The face that stared back at him wasn’t the one he remembered, either. Maybe not that different, but his scar was more faded, and he wore round silver glasses that he didn’t remember seeing before, and he had a small scar on one cheek that looked as though someone had stitched the skin back together like a seam on a ball. He looked older, too.
There was no denying that.
Harry dropped the mirror. Hermione caught it before it could fall far and came back to croon comforting things at him that Harry didn’t bother listening to. He rolled over on the bed and pushed his face into the pillow.
He was—he wasn’t himself anymore. There were ten years gone and they weren’t coming back.
Or maybe they were. Harry rolled over again and looked at Hermione. If she’d become a Healer, then she would be the best Healer there ever was, and she could tell him. “Could you come up with a potion or a spell that might give me my memories back?”
Hermione nodded like she was a general getting ready to charge out on the field. “I’m trying to do that. No one’s ever done it before, and the brain damage is what most concerns me. I’m going to try really hard. But I don’t—I don’t know if it will work, Harry.”
Harry could translate that. Hermione hadn’t changed so much in ten years that he couldn’t read between the lines. She’s trying because I’m her friend. She doesn’t think she’ll succeed.
Harry curled up again and whispered, “What about Ginny? Where is she?” He wondered for a dreadful second if he was married to her, with kids that he wouldn’t remember how to love, but he had enough faith in Hermione to think she would have mentioned it right away if it was true.
“You’ve been dating her for five years,” said Hermione, and her voice was a little thick. “I think—I think you were going to propose to her next year.”
Harry curled in on himself harder.
Five years with Ginny. Five years when they didn’t have to worry about Voldemort and he didn’t have to worry about Ron being upset because Harry was dating his little sister, or he would never have started this relationship in the first place. And he’d lost all that.
He’d lost himself. The person he’d become. His jokes with Ron and Hermione, and any battles he had fought as an Auror, and any Quidditch games he’d played, and whatever he’d learned about being an adult. It was gone.
“Harry? Harry, are you all right?”
That was Hermione, speaking so fast and loudly that Harry knew he must have frightened her. Harry let her roll him back over, but he didn’t uncurl. It wasn’t worth it, he thought. Everything he had become, all the different things he had done, they were all gone now. Were his friends going to even want him around anymore? They probably didn’t like him, they liked the Harry who had disappeared.
He would rather have died. He wondered if he could reverse his magic’s sacrifice if he concentrated hard enough. Perhaps he would get his memories back right before he dropped down dead.

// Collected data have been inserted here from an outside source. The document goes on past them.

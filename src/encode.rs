use std::{
    io::Read,
    path::{Path, PathBuf},
    process::{Child, ChildStdin, Command, Stdio},
};

use crate::{
    error::{ReelforgeError, ReelforgeResult},
    frame::FrameRGBA,
    media::{ensure_parent_dir, is_ffmpeg_on_path},
};

/// Raw PCM side input muxed into the output container.
#[derive(Clone, Debug)]
pub struct AudioInputConfig {
    pub path: PathBuf,
    pub sample_rate: u32,
    pub channels: u16,
}

#[derive(Clone, Debug)]
pub struct EncodeConfig {
    pub width: u32,
    pub height: u32,
    pub fps: u32,
    pub out_path: PathBuf,
    pub overwrite: bool,
    pub video_bitrate: String,
    pub audio_bitrate: String,
    pub preset: String,
    pub audio: Option<AudioInputConfig>,
}

impl EncodeConfig {
    pub fn validate(&self) -> ReelforgeResult<()> {
        if self.width == 0 || self.height == 0 {
            return Err(ReelforgeError::validation(
                "encode width/height must be non-zero",
            ));
        }
        if self.fps == 0 {
            return Err(ReelforgeError::validation("encode fps must be non-zero"));
        }
        if !self.width.is_multiple_of(2) || !self.height.is_multiple_of(2) {
            // The default settings target yuv420p output for maximum compatibility.
            return Err(ReelforgeError::validation(
                "encode width/height must be even (required for yuv420p mp4 output)",
            ));
        }
        if let Some(audio) = &self.audio {
            if audio.sample_rate == 0 {
                return Err(ReelforgeError::validation(
                    "audio sample_rate must be non-zero when audio is enabled",
                ));
            }
            if audio.channels == 0 {
                return Err(ReelforgeError::validation(
                    "audio channels must be non-zero when audio is enabled",
                ));
            }
        }
        Ok(())
    }
}

/// Streams raw RGBA frames into the system `ffmpeg` binary, producing an
/// H.264/AAC MP4 (yuv420p, `+faststart`).
///
/// The encode targets `<out_path>.part` and only renames to the final path
/// when ffmpeg exits cleanly, so an interrupted worker never leaves a corrupt
/// "final" artifact. Dropping an unfinished encoder kills the child process
/// and removes the partial file.
pub struct FfmpegEncoder {
    cfg: EncodeConfig,
    part_path: PathBuf,
    child: Option<Child>,
    stdin: Option<ChildStdin>,
    stderr_drain: Option<std::thread::JoinHandle<std::io::Result<Vec<u8>>>>,
    frames_written: u64,
}

fn part_path_for(out_path: &Path) -> PathBuf {
    let mut name = out_path
        .file_name()
        .map(|n| n.to_os_string())
        .unwrap_or_default();
    name.push(".part");
    out_path.with_file_name(name)
}

impl FfmpegEncoder {
    pub fn new(cfg: EncodeConfig) -> ReelforgeResult<Self> {
        cfg.validate()?;
        ensure_parent_dir(&cfg.out_path)?;

        if !cfg.overwrite && cfg.out_path.exists() {
            return Err(ReelforgeError::validation(format!(
                "output file '{}' already exists",
                cfg.out_path.display()
            )));
        }

        if !is_ffmpeg_on_path() {
            return Err(ReelforgeError::encoding(
                "ffmpeg is required for MP4 encoding, but was not found on PATH",
            ));
        }

        let part_path = part_path_for(&cfg.out_path);

        // The system `ffmpeg` binary is used rather than linking FFmpeg
        // libraries, which keeps native dev headers out of the build.
        let mut cmd = Command::new("ffmpeg");
        cmd.stdin(Stdio::piped())
            .stdout(Stdio::null())
            .stderr(Stdio::piped());

        cmd.args([
            "-y",
            "-loglevel",
            "error",
            "-f",
            "rawvideo",
            "-pix_fmt",
            "rgba",
            "-s",
            &format!("{}x{}", cfg.width, cfg.height),
            "-r",
            &cfg.fps.to_string(),
            "-i",
            "pipe:0",
        ]);

        if let Some(audio) = cfg.audio.as_ref() {
            cmd.args([
                "-f",
                "f32le",
                "-ar",
                &audio.sample_rate.to_string(),
                "-ac",
                &audio.channels.to_string(),
                "-i",
            ])
            .arg(&audio.path)
            .args(["-c:a", "aac", "-b:a", &cfg.audio_bitrate, "-shortest"]);
        } else {
            cmd.arg("-an");
        }

        cmd.args([
            "-c:v",
            "libx264",
            "-preset",
            &cfg.preset,
            "-b:v",
            &cfg.video_bitrate,
            "-pix_fmt",
            "yuv420p",
            "-movflags",
            "+faststart",
            "-f",
            "mp4",
        ])
        .arg(&part_path);

        let mut child = cmd.spawn().map_err(|e| {
            ReelforgeError::encoding(format!(
                "failed to spawn ffmpeg (is it installed and on PATH?): {e}"
            ))
        })?;

        let stdin = child
            .stdin
            .take()
            .ok_or_else(|| ReelforgeError::encoding("failed to open ffmpeg stdin (unexpected)"))?;
        let mut stderr = child
            .stderr
            .take()
            .ok_or_else(|| ReelforgeError::encoding("failed to open ffmpeg stderr (unexpected)"))?;
        let stderr_drain = std::thread::spawn(move || {
            let mut stderr_bytes = Vec::new();
            stderr.read_to_end(&mut stderr_bytes)?;
            Ok(stderr_bytes)
        });

        Ok(Self {
            cfg,
            part_path,
            child: Some(child),
            stdin: Some(stdin),
            stderr_drain: Some(stderr_drain),
            frames_written: 0,
        })
    }

    pub fn frames_written(&self) -> u64 {
        self.frames_written
    }

    pub fn encode_frame(&mut self, frame: &FrameRGBA) -> ReelforgeResult<()> {
        if frame.width != self.cfg.width || frame.height != self.cfg.height {
            return Err(ReelforgeError::validation(format!(
                "frame size mismatch: got {}x{}, expected {}x{}",
                frame.width, frame.height, self.cfg.width, self.cfg.height
            )));
        }
        frame.validate_len()?;

        let Some(stdin) = self.stdin.as_mut() else {
            return Err(ReelforgeError::encoding("ffmpeg encoder is already finalized"));
        };

        use std::io::Write as _;
        stdin.write_all(&frame.data).map_err(|e| {
            ReelforgeError::encoding(format!("failed to write frame to ffmpeg stdin: {e}"))
        })?;
        self.frames_written += 1;
        Ok(())
    }

    /// Close stdin, wait for ffmpeg, and atomically move the finished file
    /// into place.
    pub fn finish(mut self) -> ReelforgeResult<PathBuf> {
        drop(self.stdin.take());

        let mut child = self
            .child
            .take()
            .ok_or_else(|| ReelforgeError::encoding("ffmpeg encoder not started"))?;
        let status = child.wait().map_err(|e| {
            ReelforgeError::encoding(format!("failed to wait for ffmpeg to finish: {e}"))
        })?;
        let stderr_bytes = match self.stderr_drain.take() {
            Some(handle) => handle
                .join()
                .map_err(|_| ReelforgeError::encoding("ffmpeg stderr drain thread panicked"))?
                .map_err(|e| ReelforgeError::encoding(format!("ffmpeg stderr read failed: {e}")))?,
            None => Vec::new(),
        };

        if !status.success() {
            let stderr = String::from_utf8_lossy(&stderr_bytes);
            return Err(ReelforgeError::encoding(format!(
                "ffmpeg exited with status {}: {}",
                status,
                stderr.trim()
            )));
        }

        std::fs::rename(&self.part_path, &self.cfg.out_path).map_err(|e| {
            ReelforgeError::encoding(format!(
                "failed to move encoded file into place '{}': {e}",
                self.cfg.out_path.display()
            ))
        })?;
        tracing::debug!(
            frames = self.frames_written,
            out = %self.cfg.out_path.display(),
            "encode finished"
        );
        Ok(self.cfg.out_path.clone())
    }
}

impl Drop for FfmpegEncoder {
    fn drop(&mut self) {
        // Abandoned encode: release the child and never leave a stale .part
        // behind.
        drop(self.stdin.take());
        if let Some(mut child) = self.child.take() {
            let _ = child.kill();
            let _ = child.wait();
            let _ = std::fs::remove_file(&self.part_path);
        }
        if let Some(handle) = self.stderr_drain.take() {
            let _ = handle.join();
        }
    }
}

Hermione was sobbing and holding onto him, but Harry couldn’t even hug her back. He didn’t know her. This person she had become. He didn’t know Ron. He didn’t know Ginny. Would he even be able to fall in love with her again?

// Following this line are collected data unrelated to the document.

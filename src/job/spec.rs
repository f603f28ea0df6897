use crate::{
    error::{ReelforgeError, ReelforgeResult},
    model::{
        AudioTimestamps, RenderJob, RenderSettings, SceneData, SceneKind, TransitionKind,
        VideoScript, WordTimestamp,
    },
};

/// Wire format of a job submission. Deserialization plus [`into_job`]
/// validation is the schema gate: anything that fails here is a permanent
/// validation error and is never retried.
///
/// [`into_job`]: RenderJobSpec::into_job
#[derive(Debug, serde::Deserialize)]
pub struct RenderJobSpec {
    pub job_id: String,
    pub script: ScriptSpec,
    pub audio_path: String,
    pub timestamps: TimestampsSpec,
    #[serde(default)]
    pub bgm_path: Option<String>,
    #[serde(default = "default_output_dir")]
    pub output_dir: String,
    #[serde(default = "default_output_filename")]
    pub output_filename: String,
    #[serde(default = "default_generate_srt")]
    pub generate_srt: bool,
    #[serde(default)]
    pub settings: RenderSettings,
}

fn default_output_dir() -> String {
    "/tmp/video_output".to_string()
}

fn default_output_filename() -> String {
    "output.mp4".to_string()
}

fn default_generate_srt() -> bool {
    true
}

#[derive(Debug, serde::Deserialize)]
pub struct ScriptSpec {
    pub script_id: String,
    #[serde(default = "default_title")]
    pub title: String,
    pub scenes: Vec<SceneSpec>,
    pub total_duration: f64,
}

fn default_title() -> String {
    "Untitled".to_string()
}

#[derive(Debug, serde::Deserialize)]
pub struct SceneSpec {
    pub scene_id: String,
    #[serde(default = "default_scene_kind")]
    pub scene_type: SceneKind,
    pub background_path: String,
    pub start_time: f64,
    pub end_time: f64,
    #[serde(default)]
    pub text: String,
    #[serde(default, alias = "transition_in")]
    pub transition: Option<String>,
    #[serde(default = "default_transition_duration")]
    pub transition_duration: f64,
}

fn default_scene_kind() -> SceneKind {
    SceneKind::Video
}

fn default_transition_duration() -> f64 {
    0.5
}

#[derive(Debug, serde::Deserialize)]
pub struct TimestampsSpec {
    pub words: Vec<WordSpec>,
    pub total_duration: f64,
}

#[derive(Debug, serde::Deserialize)]
pub struct WordSpec {
    pub word: String,
    pub start: f64,
    pub end: f64,
}

impl RenderJobSpec {
    /// Convert the wire spec into a validated [`RenderJob`].
    pub fn into_job(self) -> ReelforgeResult<RenderJob> {
        let scenes = self
            .script
            .scenes
            .into_iter()
            .map(|s| SceneData {
                scene_id: s.scene_id,
                kind: s.scene_type,
                background_path: s.background_path,
                start_time: s.start_time,
                end_time: s.end_time,
                text: s.text,
                transition_out: TransitionKind::parse(s.transition.as_deref()),
                transition_duration: s.transition_duration,
            })
            .collect();

        let script = VideoScript::new(
            self.script.script_id,
            self.script.title,
            scenes,
            self.script.total_duration,
        )?;

        let words = self
            .timestamps
            .words
            .into_iter()
            .map(|w| WordTimestamp::new(w.word, w.start, w.end))
            .collect::<ReelforgeResult<Vec<_>>>()?;
        let timestamps = AudioTimestamps::new(words, self.timestamps.total_duration)?;

        let job = RenderJob {
            job_id: self.job_id,
            script,
            audio_path: self.audio_path,
            timestamps,
            bgm_path: self.bgm_path,
            output_dir: self.output_dir,
            output_filename: self.output_filename,
            generate_srt: self.generate_srt,
            settings: self.settings,
        };
        job.validate()?;
        Ok(job)
    }
}

/// Deserialize and validate a JSON job payload.
pub fn parse_job(payload: &str) -> ReelforgeResult<RenderJob> {
    let spec: RenderJobSpec = serde_json::from_str(payload)
        .map_err(|e| ReelforgeError::validation(format!("invalid job spec: {e}")))?;
    spec.into_job()
}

He didn’t know when Hermione’s wand touched his temple and pushed him gently into sleep, but he was grateful for it when it happened.
*
“Of course you’re still you, mate.”
Harry closed his eyes, Ron’s chiding hitting him in more ways than one. He shivered and held out a hand. Ron clasped it.

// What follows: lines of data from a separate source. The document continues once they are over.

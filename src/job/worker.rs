//! Job execution wrapper around the render engine.
//!
//! Enforces the soft time limit and retry policy, republishes progress to the
//! shared result store, and translates cancellation into the engine's
//! cooperative token. The *hard* time limit is not implemented here: the
//! hosting queue kills the worker process outright when it fires, and
//! late-ack re-delivery takes care of the rest.

use std::{
    collections::HashMap,
    sync::{Arc, Mutex},
    time::Duration,
};

use crate::{
    engine::{CancelToken, RenderControl, RenderEngine},
    error::ReelforgeError,
    job::{spec::parse_job, store::ResultStore},
    model::{RenderProgress, RenderResult},
};

/// Bounded retry for transient failures. Permanent errors (validation,
/// missing files, timeouts) are never retried.
#[derive(Clone, Copy, Debug)]
pub struct RetryPolicy {
    pub max_retries: u32,
    pub retry_delay: Duration,
}

impl Default for RetryPolicy {
    fn default() -> Self {
        Self {
            max_retries: 2,
            retry_delay: Duration::from_secs(60),
        }
    }
}

#[derive(Clone, Copy, Debug, PartialEq, Eq)]
pub enum CancelOutcome {
    /// Termination signal delivered; the job aborts at its next checkpoint.
    Requested,
    /// The job already finished; cancellation is a no-op.
    AlreadyCompleted,
    /// No running task under that id.
    NotFound,
}

/// Runs deserialized jobs through the engine on the calling thread, exactly
/// one job at a time per worker. Cross-job parallelism comes from running
/// more workers.
pub struct JobWorker {
    store: Arc<dyn ResultStore>,
    retry: RetryPolicy,
    soft_time_limit: Option<Duration>,
    active: Mutex<HashMap<String, CancelToken>>,
}

impl JobWorker {
    pub fn new(store: Arc<dyn ResultStore>) -> Self {
        Self {
            store,
            retry: RetryPolicy::default(),
            soft_time_limit: None,
            active: Mutex::new(HashMap::new()),
        }
    }

    pub fn with_retry_policy(mut self, retry: RetryPolicy) -> Self {
        self.retry = retry;
        self
    }

    pub fn with_soft_time_limit(mut self, limit: Duration) -> Self {
        self.soft_time_limit = Some(limit);
        self
    }

    /// Execute one serialized job payload under `task_id`. Always publishes a
    /// terminal state and returns the final result, best-effort cost included.
    pub fn run(&self, task_id: &str, payload: &str) -> RenderResult {
        tracing::info!(task_id, "starting render task");
        self.store.mark_started(task_id);

        let job = match parse_job(payload) {
            Ok(job) => job,
            Err(error) => {
                // Schema violation: fail fast, permanent, no retry.
                let job_id = job_id_from_payload(payload).unwrap_or_else(|| task_id.to_string());
                tracing::error!(task_id, %error, "job spec rejected");
                let result = RenderResult::failure(job_id, error.to_string());
                self.store.publish_result(task_id, &result);
                return result;
            }
        };

        let cancel = CancelToken::new();
        self.active
            .lock()
            .expect("worker registry poisoned")
            .insert(task_id.to_string(), cancel.clone());
        let ctrl = RenderControl {
            deadline: self
                .soft_time_limit
                .map(|limit| std::time::Instant::now() + limit),
            cancel,
        };

        let result = self.run_attempts(task_id, &job, &ctrl);

        self.active
            .lock()
            .expect("worker registry poisoned")
            .remove(task_id);
        result
    }

    fn run_attempts(
        &self,
        task_id: &str,
        job: &crate::model::RenderJob,
        ctrl: &RenderControl,
    ) -> RenderResult {
        let mut attempt = 0u32;
        loop {
            let engine = RenderEngine::new(job.settings.clone())
                .with_progress(self.progress_callback(task_id));

            match engine.render_classified(job, ctrl) {
                Ok(result) => {
                    tracing::info!(task_id, job_id = %result.job_id, "task completed successfully");
                    self.store.publish_result(task_id, &result);
                    return result;
                }
                Err(failure) => {
                    if matches!(failure.error, ReelforgeError::Cancelled(_)) {
                        tracing::warn!(task_id, "task revoked");
                        self.store.mark_revoked(task_id);
                        return failure.result;
                    }
                    if failure.error.is_permanent() || attempt >= self.retry.max_retries {
                        tracing::error!(
                            task_id,
                            error = %failure.error,
                            attempts = attempt + 1,
                            "task failed"
                        );
                        self.store.publish_result(task_id, &failure.result);
                        return failure.result;
                    }

                    attempt += 1;
                    tracing::warn!(
                        task_id,
                        error = %failure.error,
                        attempt,
                        max_retries = self.retry.max_retries,
                        "transient failure, retrying after delay"
                    );
                    std::thread::sleep(self.retry.retry_delay);
                }
            }
        }
    }

    fn progress_callback(&self, task_id: &str) -> Box<dyn Fn(&RenderProgress) + Send + Sync> {
        let store = Arc::clone(&self.store);
        let task_id = task_id.to_string();
        Box::new(move |progress| store.publish_progress(&task_id, progress))
    }

    /// Deliver a termination signal to a running task. Cancelling a finished
    /// job is a no-op reporting "already completed".
    pub fn cancel(&self, task_id: &str) -> CancelOutcome {
        if let Some(snapshot) = self.store.snapshot(task_id)
            && snapshot.state.is_finished()
        {
            tracing::info!(task_id, "cancel requested for already completed task");
            return CancelOutcome::AlreadyCompleted;
        }

        let active = self.active.lock().expect("worker registry poisoned");
        match active.get(task_id) {
            Some(token) => {
                token.cancel();
                tracing::warn!(task_id, "cancellation requested");
                CancelOutcome::Requested
            }
            None => CancelOutcome::NotFound,
        }
    }
}

fn job_id_from_payload(payload: &str) -> Option<String> {
    serde_json::from_str::<serde_json::Value>(payload)
        .ok()?
        .get("job_id")?
        .as_str()
        .map(|s| s.to_string())
}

“We know you’ll be different.” Ron was the most different person Harry had seen yet, with his immense height and the shaggy red hair that he’d told Harry he’d given up on cutting a few years ago and his anxious, wide eyes. He showed his emotions a lot more openly than Harry was used to, too. “But that’s okay. We’ll make friends again, and we can show you Pensieve memories, and that ought to make a difference, right?”
Harry smiled back at Ron and squeezed harder. He hoped that would make a difference, yes. He didn’t want to be endlessly stuck in a limbo where he couldn’t make any new memories and couldn’t remember the old ones.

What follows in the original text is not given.